REQUIRED ACTION: The answer should be each line of the records that contains the word "input"; please copy them all.
━━ DATA FOR PROCESSING
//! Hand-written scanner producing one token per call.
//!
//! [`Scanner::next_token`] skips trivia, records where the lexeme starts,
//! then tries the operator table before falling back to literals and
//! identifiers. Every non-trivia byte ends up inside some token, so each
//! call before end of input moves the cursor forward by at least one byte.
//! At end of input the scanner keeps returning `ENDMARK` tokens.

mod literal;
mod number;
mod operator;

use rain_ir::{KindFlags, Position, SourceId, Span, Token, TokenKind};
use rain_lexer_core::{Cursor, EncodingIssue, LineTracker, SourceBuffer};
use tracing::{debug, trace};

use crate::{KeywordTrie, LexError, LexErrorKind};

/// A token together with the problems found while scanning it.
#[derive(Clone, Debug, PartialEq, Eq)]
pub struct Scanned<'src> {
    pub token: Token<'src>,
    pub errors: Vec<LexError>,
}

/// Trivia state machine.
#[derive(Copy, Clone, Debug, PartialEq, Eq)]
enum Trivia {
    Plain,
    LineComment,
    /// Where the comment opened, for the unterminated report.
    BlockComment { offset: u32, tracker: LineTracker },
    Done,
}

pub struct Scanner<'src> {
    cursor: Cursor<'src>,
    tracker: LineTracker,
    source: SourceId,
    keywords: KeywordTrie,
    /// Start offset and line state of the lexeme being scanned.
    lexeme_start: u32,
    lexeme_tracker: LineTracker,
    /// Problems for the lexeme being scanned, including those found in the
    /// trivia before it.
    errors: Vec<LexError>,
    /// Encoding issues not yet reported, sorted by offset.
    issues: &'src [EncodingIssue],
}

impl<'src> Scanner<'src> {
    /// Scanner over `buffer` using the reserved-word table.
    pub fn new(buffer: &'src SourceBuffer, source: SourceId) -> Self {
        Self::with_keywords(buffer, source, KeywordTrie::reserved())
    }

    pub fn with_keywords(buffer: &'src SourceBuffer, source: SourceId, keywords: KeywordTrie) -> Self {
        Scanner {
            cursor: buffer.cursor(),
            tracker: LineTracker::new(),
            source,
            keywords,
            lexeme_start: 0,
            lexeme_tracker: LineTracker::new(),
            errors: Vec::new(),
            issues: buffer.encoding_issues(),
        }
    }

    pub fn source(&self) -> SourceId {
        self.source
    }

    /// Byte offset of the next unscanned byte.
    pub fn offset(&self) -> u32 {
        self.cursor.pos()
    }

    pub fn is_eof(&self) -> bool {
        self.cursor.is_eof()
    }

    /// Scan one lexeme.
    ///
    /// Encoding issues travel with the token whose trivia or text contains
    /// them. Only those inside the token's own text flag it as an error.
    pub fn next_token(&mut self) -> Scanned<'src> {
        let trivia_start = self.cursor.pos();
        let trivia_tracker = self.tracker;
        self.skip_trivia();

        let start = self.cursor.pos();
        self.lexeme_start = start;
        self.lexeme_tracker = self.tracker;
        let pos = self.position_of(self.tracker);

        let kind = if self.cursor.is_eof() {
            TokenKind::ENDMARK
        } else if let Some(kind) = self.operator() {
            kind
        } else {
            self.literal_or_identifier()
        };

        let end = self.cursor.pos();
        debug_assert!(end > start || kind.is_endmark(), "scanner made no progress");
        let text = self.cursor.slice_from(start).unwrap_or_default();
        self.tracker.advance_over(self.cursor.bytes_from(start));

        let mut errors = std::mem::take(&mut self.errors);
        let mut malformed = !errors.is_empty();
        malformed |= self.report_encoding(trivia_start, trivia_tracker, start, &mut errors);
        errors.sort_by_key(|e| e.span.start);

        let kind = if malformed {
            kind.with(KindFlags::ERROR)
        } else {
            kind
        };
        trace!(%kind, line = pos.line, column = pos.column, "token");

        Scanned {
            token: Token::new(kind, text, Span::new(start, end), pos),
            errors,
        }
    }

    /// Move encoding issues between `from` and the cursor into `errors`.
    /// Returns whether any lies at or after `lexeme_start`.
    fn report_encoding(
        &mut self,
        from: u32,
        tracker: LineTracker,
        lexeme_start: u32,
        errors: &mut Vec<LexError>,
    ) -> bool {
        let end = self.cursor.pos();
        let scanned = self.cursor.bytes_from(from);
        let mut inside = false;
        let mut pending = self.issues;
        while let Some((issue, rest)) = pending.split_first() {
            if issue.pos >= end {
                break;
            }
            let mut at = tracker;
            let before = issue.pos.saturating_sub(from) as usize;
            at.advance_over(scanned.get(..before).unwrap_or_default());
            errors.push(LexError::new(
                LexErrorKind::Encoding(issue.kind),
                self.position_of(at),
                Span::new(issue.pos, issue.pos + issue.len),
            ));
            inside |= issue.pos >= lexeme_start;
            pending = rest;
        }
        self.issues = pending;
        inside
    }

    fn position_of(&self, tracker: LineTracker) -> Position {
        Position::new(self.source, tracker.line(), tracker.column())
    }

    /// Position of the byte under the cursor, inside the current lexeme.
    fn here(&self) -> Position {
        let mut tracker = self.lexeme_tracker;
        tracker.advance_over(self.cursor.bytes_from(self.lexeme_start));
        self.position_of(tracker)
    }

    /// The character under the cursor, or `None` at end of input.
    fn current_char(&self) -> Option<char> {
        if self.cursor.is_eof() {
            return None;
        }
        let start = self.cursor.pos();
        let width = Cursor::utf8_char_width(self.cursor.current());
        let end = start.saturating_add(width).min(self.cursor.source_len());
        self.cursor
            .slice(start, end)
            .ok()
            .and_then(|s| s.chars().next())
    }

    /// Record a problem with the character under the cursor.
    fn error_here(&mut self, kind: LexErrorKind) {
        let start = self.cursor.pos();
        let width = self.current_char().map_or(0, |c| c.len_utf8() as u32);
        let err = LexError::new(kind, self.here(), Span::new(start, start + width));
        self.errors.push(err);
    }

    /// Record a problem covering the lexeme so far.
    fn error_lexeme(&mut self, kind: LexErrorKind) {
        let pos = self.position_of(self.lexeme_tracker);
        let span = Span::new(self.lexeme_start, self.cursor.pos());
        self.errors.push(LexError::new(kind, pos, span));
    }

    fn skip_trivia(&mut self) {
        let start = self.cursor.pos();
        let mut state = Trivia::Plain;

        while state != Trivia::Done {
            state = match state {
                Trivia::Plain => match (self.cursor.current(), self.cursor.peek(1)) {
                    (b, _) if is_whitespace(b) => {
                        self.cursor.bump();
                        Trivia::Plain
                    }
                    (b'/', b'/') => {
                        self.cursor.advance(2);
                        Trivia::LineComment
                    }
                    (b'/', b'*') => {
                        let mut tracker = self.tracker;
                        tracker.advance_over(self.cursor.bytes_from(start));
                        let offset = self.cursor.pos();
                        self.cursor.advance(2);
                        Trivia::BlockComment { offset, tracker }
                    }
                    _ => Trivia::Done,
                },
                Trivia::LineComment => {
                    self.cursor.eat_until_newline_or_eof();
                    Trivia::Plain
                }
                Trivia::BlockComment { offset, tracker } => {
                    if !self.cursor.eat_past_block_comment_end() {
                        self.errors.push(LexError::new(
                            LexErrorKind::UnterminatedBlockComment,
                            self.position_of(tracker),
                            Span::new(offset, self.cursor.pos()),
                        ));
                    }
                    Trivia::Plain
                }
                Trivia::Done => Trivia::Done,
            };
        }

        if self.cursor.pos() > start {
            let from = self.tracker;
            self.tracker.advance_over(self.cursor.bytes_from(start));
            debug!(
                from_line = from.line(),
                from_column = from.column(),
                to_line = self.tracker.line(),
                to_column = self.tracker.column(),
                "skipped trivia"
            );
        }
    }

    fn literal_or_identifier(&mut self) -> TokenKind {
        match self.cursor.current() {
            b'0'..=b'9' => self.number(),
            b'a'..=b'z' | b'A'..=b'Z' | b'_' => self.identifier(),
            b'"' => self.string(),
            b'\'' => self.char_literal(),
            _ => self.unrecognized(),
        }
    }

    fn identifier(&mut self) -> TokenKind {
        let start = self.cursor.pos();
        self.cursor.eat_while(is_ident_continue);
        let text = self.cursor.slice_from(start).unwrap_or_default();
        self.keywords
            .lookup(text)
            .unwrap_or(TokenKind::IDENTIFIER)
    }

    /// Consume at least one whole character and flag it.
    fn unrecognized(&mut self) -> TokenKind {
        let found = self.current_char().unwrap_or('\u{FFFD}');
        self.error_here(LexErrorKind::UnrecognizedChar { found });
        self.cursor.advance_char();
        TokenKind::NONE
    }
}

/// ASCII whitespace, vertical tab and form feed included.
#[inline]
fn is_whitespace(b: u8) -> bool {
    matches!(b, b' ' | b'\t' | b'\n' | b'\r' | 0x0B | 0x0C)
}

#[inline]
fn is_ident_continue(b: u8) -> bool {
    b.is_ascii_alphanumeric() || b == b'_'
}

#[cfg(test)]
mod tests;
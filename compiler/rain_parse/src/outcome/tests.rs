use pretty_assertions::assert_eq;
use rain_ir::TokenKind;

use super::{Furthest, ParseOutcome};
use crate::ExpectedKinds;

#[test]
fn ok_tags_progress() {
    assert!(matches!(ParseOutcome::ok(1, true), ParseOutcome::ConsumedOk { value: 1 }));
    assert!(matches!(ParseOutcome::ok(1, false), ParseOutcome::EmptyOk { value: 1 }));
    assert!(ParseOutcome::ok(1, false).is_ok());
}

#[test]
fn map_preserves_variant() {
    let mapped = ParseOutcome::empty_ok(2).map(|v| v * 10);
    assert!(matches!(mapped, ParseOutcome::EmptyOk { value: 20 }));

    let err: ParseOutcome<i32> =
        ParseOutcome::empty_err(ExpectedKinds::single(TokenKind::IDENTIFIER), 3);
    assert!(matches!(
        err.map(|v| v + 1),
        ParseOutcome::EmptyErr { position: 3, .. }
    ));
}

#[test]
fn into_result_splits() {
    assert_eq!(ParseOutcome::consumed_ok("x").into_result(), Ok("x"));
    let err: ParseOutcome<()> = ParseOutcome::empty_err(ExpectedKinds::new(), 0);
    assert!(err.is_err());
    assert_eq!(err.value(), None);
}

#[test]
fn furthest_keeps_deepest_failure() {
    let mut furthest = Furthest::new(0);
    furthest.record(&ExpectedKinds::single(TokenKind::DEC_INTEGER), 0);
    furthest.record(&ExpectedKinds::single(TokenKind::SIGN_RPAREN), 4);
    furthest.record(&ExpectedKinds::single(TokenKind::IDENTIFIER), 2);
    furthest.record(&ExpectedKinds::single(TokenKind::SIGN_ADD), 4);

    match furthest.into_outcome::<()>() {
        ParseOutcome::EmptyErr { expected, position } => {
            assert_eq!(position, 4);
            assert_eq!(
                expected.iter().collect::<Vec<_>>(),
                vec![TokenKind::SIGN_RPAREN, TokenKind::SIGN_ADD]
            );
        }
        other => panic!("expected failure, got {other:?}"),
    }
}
━━━━
OUTPUT FOR THIS TASK:
//! call before end of input moves the cursor forward by at least one byte.
//! At end of input the scanner keeps returning `ENDMARK` tokens.
    /// The character under the cursor, or `None` at end of input.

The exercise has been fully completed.